ŞİRK

shirk1

allah bilinmek istedi, bilinmeyi irade etti, bilinmeyi sevdi ve kainatı yarattı.

kainatta allah’ın tüm isimleri açığa çıkar.

mesela, canlıların yaratılması ile onun yuhyi(hayat verici) olduğunu, hayat/canlılık denilen bir kavramın varlığını biliriz. ancak bu noktada katalizör, mümit(öldürücü) ismidir. ölüm olmasaydı hayatın tam olarak ne olduğunu anlayamazdık. balıkların suyun ne olduğunu bilememesi gibi…

kısıtlı bakış açısı sebebiyle biz takdir edemesek de; zulüm, ölüm, vahşet, hastalık ve benzeri tüm menfiliklerin sistemde önemli görevleri vardır. bunlar sadece yüzeysel bakış açısı ile çirkindirler. eğer mevzuyu daha derinlemesine ele alırsak aslında bunların çirkinlik olmadığını anlarız. menfi kutup olmazsa sistemin çalışması da mümkün olmaz.

ilaveten, eğer sistem sürekli bir şekilde düzenini koruyamazsa hiçbir canlının hayattta kalma şansı da olamaz. buradan da “kainat işletim sisteminin” kodlayıcısının hakîm, alîm, adl, hakem olduğunu açıkça idrak edebiliyoruz. diğer tüm esma da aynı şekilde bilinirler.

elbette bu noktada tüm bu değerlendirmeleri yapabilecek yüksek bilinç sahibi bir canlıya ihtiyaç vardır ki, o da insandır. insan, kainatın gözbebeğidir. insan olmadan kainatın da bir anlamı olmaz. insanın başlıca vazifesi kainatı mütalaa etmek, dikkatli bir göz olmak ve önce ilahi isimleri, sonra da allah’ı tanımaktır.

diğer canlılarda “benlik” olmamasına rağmen, insanda vardır. diğer canlılar basitçe görev tanımındaki işleri yaparlar ve varoluşun asla şaşmayan bir dişlisi olurlar. insan ise benlik sebebiyle varoluştan kopup kendine sahte bir gerçeklik yaratır. işte tüm acıların kaynağı bu sahte gerçekliktir.

normalde ilahi marifetin anahtarı olması için bir gölge varlık olarak insana verilen “benlik”, insanın suistimali sonucu şirazesinden çıkarsa dark side kapısı açılır ve alternatif ve sahte bir dünyanın üretimine yol açar.

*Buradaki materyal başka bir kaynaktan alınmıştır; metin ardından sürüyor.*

//! Basic dispatcher usage example
//!
//! Demonstrates per-log levels, structured data, context and error chains,
//! printed by the console transport instead of a remote server.
//!
//! Run with: cargo run --example basic_usage

use neurallog::prelude::*;
use neurallog::transports::ConsoleTransport;
use neurallog::{info, warn};
use std::sync::Arc;

#[derive(Debug, serde::Serialize)]
struct Order {
    id: u64,
    total: f64,
}

fn main() -> Result<()> {
    println!("=== NeuralLog - Basic Usage Example ===\n");

    let config = EffectiveConfig::builder()
        .namespace("demo")
        .log_level("checkout", LogLevel::Debug)
        .build();
    let transport: Arc<dyn Transport> = Arc::new(ConsoleTransport::new());
    let registry = LoggerRegistry::with_config(SharedTransport(transport), config);
    registry.set_global_context("service", "shop");

    let checkout = registry.get_or_create("checkout")?;
    let audit = registry.get_or_create("audit")?;

    println!("1. Level gate per log name (audit stays at INFO):");
    checkout.debug("checkout debug message (visible)");
    audit.debug("audit debug message (hidden)");
    audit.info("audit info message (visible)");
    registry.flush_all(DEFAULT_SHUTDOWN_TIMEOUT);

    println!("\n2. Structured data, MDC and persistent context:");
    checkout.context().set("region", "eu-west-1");
    {
        let _request = Mdc::scoped("request_id", "req-42");
        checkout.log_data(
            LogLevel::Info,
            "payment accepted",
            LogContext::new().with_field("amount", 99.5),
        );
    }
    checkout.log_object(LogLevel::Info, "order placed", &Order { id: 7, total: 99.5 });
    info!(checkout, "{} items shipped", 3);
    registry.flush_all(DEFAULT_SHUTDOWN_TIMEOUT);

    println!("\n3. Error chains:");
    let err = std::io::Error::new(std::io::ErrorKind::ConnectionRefused, "gateway unreachable");
    checkout.log_error(LogLevel::Error, "payment failed", &err);
    warn!(checkout, "retrying in {}s", 5);
    registry.flush_all(DEFAULT_SHUTDOWN_TIMEOUT);

    println!("\n=== Example completed successfully! ===");

    Ok(())
}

insanın temel karakteristiği “acz” ve “fakr”dir. acizdir çünkü varlıktaki tüm faaliyet başkası tarafından gerçekleştirilir, insanın bu işleyişte hiçbir dahli yoktur. bırakın harici alemi, kendi bedenimizde bile bu böyledir. mesela kalbimi ben çalıştırmıyorum; sığ bakış açısıyla kendi kendine çalışıyor; gerçekte ise varoluş simülasyonunun bir parçası olarak allah tarafından çalıştırılıyor. diğer her şeyi buna kıyas edebilirsiniz; galaksiden dünyaya, kurttan kuşa kadar…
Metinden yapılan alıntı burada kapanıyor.